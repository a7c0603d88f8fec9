//! Fault codes reported through [`crate::Environment::fault`].

use std::fmt;

/// A fault raised by the executor.
///
/// The core never returns these as a `Result` to its caller; it hands them
/// to [`crate::Environment::fault`] and continues decoding the next
/// instruction, matching the hardware's "recovery is someone else's
/// problem" contract.
#[derive(Debug, Clone, Copy, PartialEq, Eq)]
pub enum Fault {
    /// Opcode not in the implemented table, or an FPU opcode.
    InvalidOpcode,
    /// Signed arithmetic overflowed and `AC.OM` was not set.
    IntegerOverflow,
    /// Division or remainder by zero.
    DivideByZero,
    /// `fault<cc>` fired because its condition held.
    ConstraintRange,
    /// Supervisor-only instruction executed outside supervisor mode.
    TypeMismatch,
}

impl Fault {
    /// The hex fault code used by the reference implementation.
    #[must_use]
    pub fn code(self) -> u32 {
        match self {
            Fault::InvalidOpcode => 0x2_0001,
            Fault::IntegerOverflow => 0x3_0001,
            Fault::DivideByZero => 0x3_0002,
            Fault::ConstraintRange => 0x5_0001,
            Fault::TypeMismatch => 0xA_0001,
        }
    }
}

impl fmt::Display for Fault {
    fn fmt(&self, f: &mut fmt::Formatter<'_>) -> fmt::Result {
        let name = match self {
            Fault::InvalidOpcode => "invalid opcode",
            Fault::IntegerOverflow => "integer overflow",
            Fault::DivideByZero => "divide by zero",
            Fault::ConstraintRange => "constraint range",
            Fault::TypeMismatch => "type mismatch",
        };
        write!(f, "{name} (0x{:05X})", self.code())
    }
}

impl std::error::Error for Fault {}
//! The three-way and constrained compare primitives shared by COBR
//! `cmpob`/`cmpib` and the REG compare block.

use crate::state::Core;

/// Ordinal (`integer = false`) or signed (`integer = true`) three-way
/// compare, setting `AC.CC` to 4 (less), 2 (equal), or 1 (greater).
pub fn cmp(core: &mut Core, a: u32, b: u32, integer: bool) {
    let lt = if integer {
        (a as i32) < (b as i32)
    } else {
        a < b
    };
    core.set_cc(if lt { 4 } else if a == b { 2 } else { 1 });
}

/// `concmp`: only updates `AC.CC` when bit 2 is already clear, comparing
/// `a <= b` (2) vs `a > b` (1).
pub fn concmp(core: &mut Core, a: u32, b: u32, integer: bool) {
    if core.ac & 4 != 0 {
        return;
    }
    let le = if integer {
        (a as i32) <= (b as i32)
    } else {
        a <= b
    };
    core.set_cc(if le { 2 } else { 1 });
}

#[cfg(test)]
mod tests {
    use super::*;

    #[test]
    fn cmp_sets_less_equal_greater() {
        let mut core = Core::new();
        cmp(&mut core, 1, 2, false);
        assert_eq!(core.cc(), 4);
        cmp(&mut core, 2, 2, false);
        assert_eq!(core.cc(), 2);
        cmp(&mut core, 3, 2, false);
        assert_eq!(core.cc(), 1);
    }

    #[test]
    fn concmp_skips_update_when_cc_bit_2_set() {
        let mut core = Core::new();
        core.set_cc(4);
        concmp(&mut core, 5, 1, false);
        assert_eq!(core.cc(), 4);
    }
}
====================
**What the task requires**. Which lines in the data hold the string "only"? Copy each of them.

**Response**.
    /// Supervisor-only instruction executed outside supervisor mode.
/// `concmp`: only updates `AC.CC` when bit 2 is already clear, comparing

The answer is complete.